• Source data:
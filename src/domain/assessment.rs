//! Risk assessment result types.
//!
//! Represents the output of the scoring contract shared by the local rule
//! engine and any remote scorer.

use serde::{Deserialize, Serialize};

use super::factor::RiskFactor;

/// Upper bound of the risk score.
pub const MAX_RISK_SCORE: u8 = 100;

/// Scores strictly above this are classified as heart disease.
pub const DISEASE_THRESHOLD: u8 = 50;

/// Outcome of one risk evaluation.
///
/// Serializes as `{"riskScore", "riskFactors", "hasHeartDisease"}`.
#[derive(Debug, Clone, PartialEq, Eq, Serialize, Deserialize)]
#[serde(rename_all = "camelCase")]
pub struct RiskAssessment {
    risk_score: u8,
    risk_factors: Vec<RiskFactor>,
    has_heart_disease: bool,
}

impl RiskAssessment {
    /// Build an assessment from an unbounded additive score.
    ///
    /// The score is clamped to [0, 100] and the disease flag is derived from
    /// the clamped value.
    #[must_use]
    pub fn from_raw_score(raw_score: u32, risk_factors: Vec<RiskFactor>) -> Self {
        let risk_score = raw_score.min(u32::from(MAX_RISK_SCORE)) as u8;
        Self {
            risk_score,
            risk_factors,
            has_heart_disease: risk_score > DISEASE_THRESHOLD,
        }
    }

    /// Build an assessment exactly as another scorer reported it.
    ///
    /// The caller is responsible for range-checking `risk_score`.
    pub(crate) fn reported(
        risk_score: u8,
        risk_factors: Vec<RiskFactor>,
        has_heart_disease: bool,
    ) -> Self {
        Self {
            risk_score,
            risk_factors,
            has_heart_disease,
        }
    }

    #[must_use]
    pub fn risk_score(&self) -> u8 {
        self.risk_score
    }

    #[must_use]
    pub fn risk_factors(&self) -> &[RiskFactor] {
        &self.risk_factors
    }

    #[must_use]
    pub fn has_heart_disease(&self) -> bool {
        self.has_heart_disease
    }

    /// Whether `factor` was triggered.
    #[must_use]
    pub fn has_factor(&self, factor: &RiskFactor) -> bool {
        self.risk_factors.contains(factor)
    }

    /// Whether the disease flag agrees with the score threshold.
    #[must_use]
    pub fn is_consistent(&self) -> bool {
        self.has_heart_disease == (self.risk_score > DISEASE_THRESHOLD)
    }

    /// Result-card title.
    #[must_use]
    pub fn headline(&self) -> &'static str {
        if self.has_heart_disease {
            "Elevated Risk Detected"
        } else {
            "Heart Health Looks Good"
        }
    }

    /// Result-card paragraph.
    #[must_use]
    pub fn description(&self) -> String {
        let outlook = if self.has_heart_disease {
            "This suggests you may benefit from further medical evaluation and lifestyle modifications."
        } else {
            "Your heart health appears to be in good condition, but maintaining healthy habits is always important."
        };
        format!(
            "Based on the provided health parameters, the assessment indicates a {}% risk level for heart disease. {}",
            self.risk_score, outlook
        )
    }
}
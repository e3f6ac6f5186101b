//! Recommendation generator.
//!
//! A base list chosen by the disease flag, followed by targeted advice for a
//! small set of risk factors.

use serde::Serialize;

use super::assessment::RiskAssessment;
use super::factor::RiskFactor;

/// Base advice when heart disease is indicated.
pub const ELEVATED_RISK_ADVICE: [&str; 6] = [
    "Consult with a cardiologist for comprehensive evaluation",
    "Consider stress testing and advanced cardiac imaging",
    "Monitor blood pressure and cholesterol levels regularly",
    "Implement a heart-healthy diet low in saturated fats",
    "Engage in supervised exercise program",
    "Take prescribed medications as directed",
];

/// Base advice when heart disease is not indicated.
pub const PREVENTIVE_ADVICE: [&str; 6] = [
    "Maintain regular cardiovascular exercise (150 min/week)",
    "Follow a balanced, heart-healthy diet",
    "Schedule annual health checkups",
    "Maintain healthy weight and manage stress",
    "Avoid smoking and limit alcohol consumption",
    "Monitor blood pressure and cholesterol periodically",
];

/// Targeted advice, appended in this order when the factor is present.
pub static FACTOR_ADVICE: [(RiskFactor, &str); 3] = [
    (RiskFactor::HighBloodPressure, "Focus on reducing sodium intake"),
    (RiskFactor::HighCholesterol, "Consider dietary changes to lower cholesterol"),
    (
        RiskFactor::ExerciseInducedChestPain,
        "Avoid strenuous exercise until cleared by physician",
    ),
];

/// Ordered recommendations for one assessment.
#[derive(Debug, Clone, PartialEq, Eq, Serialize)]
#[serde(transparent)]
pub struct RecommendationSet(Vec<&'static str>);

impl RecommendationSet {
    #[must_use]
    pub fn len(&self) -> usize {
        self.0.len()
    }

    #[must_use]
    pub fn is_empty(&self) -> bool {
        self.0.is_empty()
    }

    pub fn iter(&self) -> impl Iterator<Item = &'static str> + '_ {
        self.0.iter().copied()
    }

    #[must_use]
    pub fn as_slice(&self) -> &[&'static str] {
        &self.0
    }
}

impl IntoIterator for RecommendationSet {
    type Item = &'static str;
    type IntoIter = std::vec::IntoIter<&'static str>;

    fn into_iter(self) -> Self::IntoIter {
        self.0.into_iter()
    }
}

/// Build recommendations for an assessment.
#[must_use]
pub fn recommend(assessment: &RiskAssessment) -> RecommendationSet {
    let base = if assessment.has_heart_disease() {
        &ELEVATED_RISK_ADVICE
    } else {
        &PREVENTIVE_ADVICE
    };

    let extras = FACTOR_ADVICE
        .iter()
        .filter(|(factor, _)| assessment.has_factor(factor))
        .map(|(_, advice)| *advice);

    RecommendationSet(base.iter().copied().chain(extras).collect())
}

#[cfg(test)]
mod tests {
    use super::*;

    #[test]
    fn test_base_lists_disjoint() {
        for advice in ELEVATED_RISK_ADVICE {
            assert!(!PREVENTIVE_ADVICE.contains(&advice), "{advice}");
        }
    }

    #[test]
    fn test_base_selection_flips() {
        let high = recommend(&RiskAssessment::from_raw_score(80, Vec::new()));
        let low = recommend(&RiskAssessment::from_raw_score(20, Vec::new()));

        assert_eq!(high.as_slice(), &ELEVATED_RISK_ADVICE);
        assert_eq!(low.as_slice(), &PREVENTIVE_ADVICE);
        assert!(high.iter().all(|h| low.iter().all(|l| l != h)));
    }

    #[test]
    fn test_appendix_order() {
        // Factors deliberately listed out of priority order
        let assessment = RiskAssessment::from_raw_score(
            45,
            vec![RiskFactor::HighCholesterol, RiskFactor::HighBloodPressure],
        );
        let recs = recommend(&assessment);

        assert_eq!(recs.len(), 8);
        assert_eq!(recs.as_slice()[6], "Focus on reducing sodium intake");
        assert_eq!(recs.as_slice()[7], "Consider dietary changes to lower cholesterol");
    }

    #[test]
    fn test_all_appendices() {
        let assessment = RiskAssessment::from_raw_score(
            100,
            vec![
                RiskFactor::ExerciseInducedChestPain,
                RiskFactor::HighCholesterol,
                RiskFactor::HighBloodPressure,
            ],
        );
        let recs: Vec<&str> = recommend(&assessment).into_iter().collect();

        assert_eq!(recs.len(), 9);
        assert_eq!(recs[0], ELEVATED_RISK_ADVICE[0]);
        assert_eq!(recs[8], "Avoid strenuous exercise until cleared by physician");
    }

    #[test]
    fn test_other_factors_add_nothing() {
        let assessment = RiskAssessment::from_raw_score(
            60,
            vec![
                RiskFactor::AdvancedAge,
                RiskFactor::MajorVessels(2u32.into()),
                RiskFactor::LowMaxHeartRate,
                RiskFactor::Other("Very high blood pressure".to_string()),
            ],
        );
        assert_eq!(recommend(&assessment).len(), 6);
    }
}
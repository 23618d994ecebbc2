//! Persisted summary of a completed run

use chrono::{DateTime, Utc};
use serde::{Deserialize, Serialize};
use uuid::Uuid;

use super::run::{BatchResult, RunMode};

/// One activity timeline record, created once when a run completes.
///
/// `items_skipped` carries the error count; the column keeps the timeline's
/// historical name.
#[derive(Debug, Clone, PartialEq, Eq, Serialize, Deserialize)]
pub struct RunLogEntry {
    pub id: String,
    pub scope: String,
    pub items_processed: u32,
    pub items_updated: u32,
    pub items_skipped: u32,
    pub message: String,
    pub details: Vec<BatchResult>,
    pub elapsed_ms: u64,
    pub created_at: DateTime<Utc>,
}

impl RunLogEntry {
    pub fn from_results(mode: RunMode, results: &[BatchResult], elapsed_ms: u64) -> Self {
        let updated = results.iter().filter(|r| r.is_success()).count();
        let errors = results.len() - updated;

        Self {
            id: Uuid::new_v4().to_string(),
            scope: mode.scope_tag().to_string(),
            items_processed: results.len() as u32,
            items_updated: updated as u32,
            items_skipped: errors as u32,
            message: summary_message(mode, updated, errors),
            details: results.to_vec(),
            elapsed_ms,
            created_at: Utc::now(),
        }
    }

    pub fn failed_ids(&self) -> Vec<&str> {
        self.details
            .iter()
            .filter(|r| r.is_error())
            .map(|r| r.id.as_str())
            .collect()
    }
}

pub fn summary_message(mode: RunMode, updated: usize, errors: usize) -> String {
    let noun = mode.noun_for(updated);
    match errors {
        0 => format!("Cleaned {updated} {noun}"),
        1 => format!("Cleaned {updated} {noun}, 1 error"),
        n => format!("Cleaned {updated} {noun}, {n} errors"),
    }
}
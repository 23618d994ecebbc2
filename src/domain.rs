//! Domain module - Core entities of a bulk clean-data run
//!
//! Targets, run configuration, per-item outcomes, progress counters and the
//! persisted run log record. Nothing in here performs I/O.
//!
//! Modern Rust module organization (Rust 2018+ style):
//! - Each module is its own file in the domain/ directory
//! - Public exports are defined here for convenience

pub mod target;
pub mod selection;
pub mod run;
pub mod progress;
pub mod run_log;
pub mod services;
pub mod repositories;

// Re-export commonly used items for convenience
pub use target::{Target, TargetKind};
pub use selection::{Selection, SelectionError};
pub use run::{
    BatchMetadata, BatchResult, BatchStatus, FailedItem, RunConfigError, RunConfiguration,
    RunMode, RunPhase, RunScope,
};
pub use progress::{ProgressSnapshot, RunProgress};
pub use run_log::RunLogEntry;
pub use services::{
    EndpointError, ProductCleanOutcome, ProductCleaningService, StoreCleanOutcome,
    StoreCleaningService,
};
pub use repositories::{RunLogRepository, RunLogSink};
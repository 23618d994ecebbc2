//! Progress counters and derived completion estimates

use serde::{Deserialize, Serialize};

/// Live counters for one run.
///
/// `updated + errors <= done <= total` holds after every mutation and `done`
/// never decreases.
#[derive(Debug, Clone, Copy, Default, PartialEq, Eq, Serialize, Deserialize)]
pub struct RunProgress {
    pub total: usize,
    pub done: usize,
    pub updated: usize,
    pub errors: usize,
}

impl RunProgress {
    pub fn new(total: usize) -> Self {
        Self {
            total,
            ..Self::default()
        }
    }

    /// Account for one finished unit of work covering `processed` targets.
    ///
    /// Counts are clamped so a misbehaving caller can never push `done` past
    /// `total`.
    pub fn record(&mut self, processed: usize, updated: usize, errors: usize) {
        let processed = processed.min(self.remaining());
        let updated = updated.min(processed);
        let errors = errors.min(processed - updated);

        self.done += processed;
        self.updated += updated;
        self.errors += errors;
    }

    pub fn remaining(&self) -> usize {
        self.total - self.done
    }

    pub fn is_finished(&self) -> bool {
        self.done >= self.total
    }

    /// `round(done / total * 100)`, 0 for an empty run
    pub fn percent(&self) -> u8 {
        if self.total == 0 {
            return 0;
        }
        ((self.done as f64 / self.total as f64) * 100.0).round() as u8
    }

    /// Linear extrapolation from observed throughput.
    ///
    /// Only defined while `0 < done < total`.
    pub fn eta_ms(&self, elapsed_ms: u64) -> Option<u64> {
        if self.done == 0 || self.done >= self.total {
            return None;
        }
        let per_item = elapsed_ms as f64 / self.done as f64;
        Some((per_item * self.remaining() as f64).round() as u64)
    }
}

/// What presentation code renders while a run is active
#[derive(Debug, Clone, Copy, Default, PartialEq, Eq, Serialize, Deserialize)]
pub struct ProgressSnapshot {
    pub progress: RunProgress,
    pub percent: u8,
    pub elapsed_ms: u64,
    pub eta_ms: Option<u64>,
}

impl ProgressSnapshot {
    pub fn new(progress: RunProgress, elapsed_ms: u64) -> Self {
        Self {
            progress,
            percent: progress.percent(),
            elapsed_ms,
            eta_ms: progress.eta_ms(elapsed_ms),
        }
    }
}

• What you need to do: Could you write out, exactly as they stand, only the lines above that begin at the line with "pub mod run_log;" and stop after the line with "Counts are clamped"?

• Response box:
pub mod run_log;
pub mod services;
pub mod repositories;

// Re-export commonly used items for convenience
pub use target::{Target, TargetKind};
pub use selection::{Selection, SelectionError};
pub use run::{
    BatchMetadata, BatchResult, BatchStatus, FailedItem, RunConfigError, RunConfiguration,
    RunMode, RunPhase, RunScope,
};
pub use progress::{ProgressSnapshot, RunProgress};
pub use run_log::RunLogEntry;
pub use services::{
    EndpointError, ProductCleanOutcome, ProductCleaningService, StoreCleanOutcome,
    StoreCleaningService,
};
pub use repositories::{RunLogRepository, RunLogSink};
repository 23618d994ecebbc2
//! Progress counters and derived completion estimates

use serde::{Deserialize, Serialize};

/// Live counters for one run.
///
/// `updated + errors <= done <= total` holds after every mutation and `done`
/// never decreases.
#[derive(Debug, Clone, Copy, Default, PartialEq, Eq, Serialize, Deserialize)]
pub struct RunProgress {
    pub total: usize,
    pub done: usize,
    pub updated: usize,
    pub errors: usize,
}

impl RunProgress {
    pub fn new(total: usize) -> Self {
        Self {
            total,
            ..Self::default()
        }
    }

    /// Account for one finished unit of work covering `processed` targets.
    ///
    /// Counts are clamped so a misbehaving caller can never push `done` past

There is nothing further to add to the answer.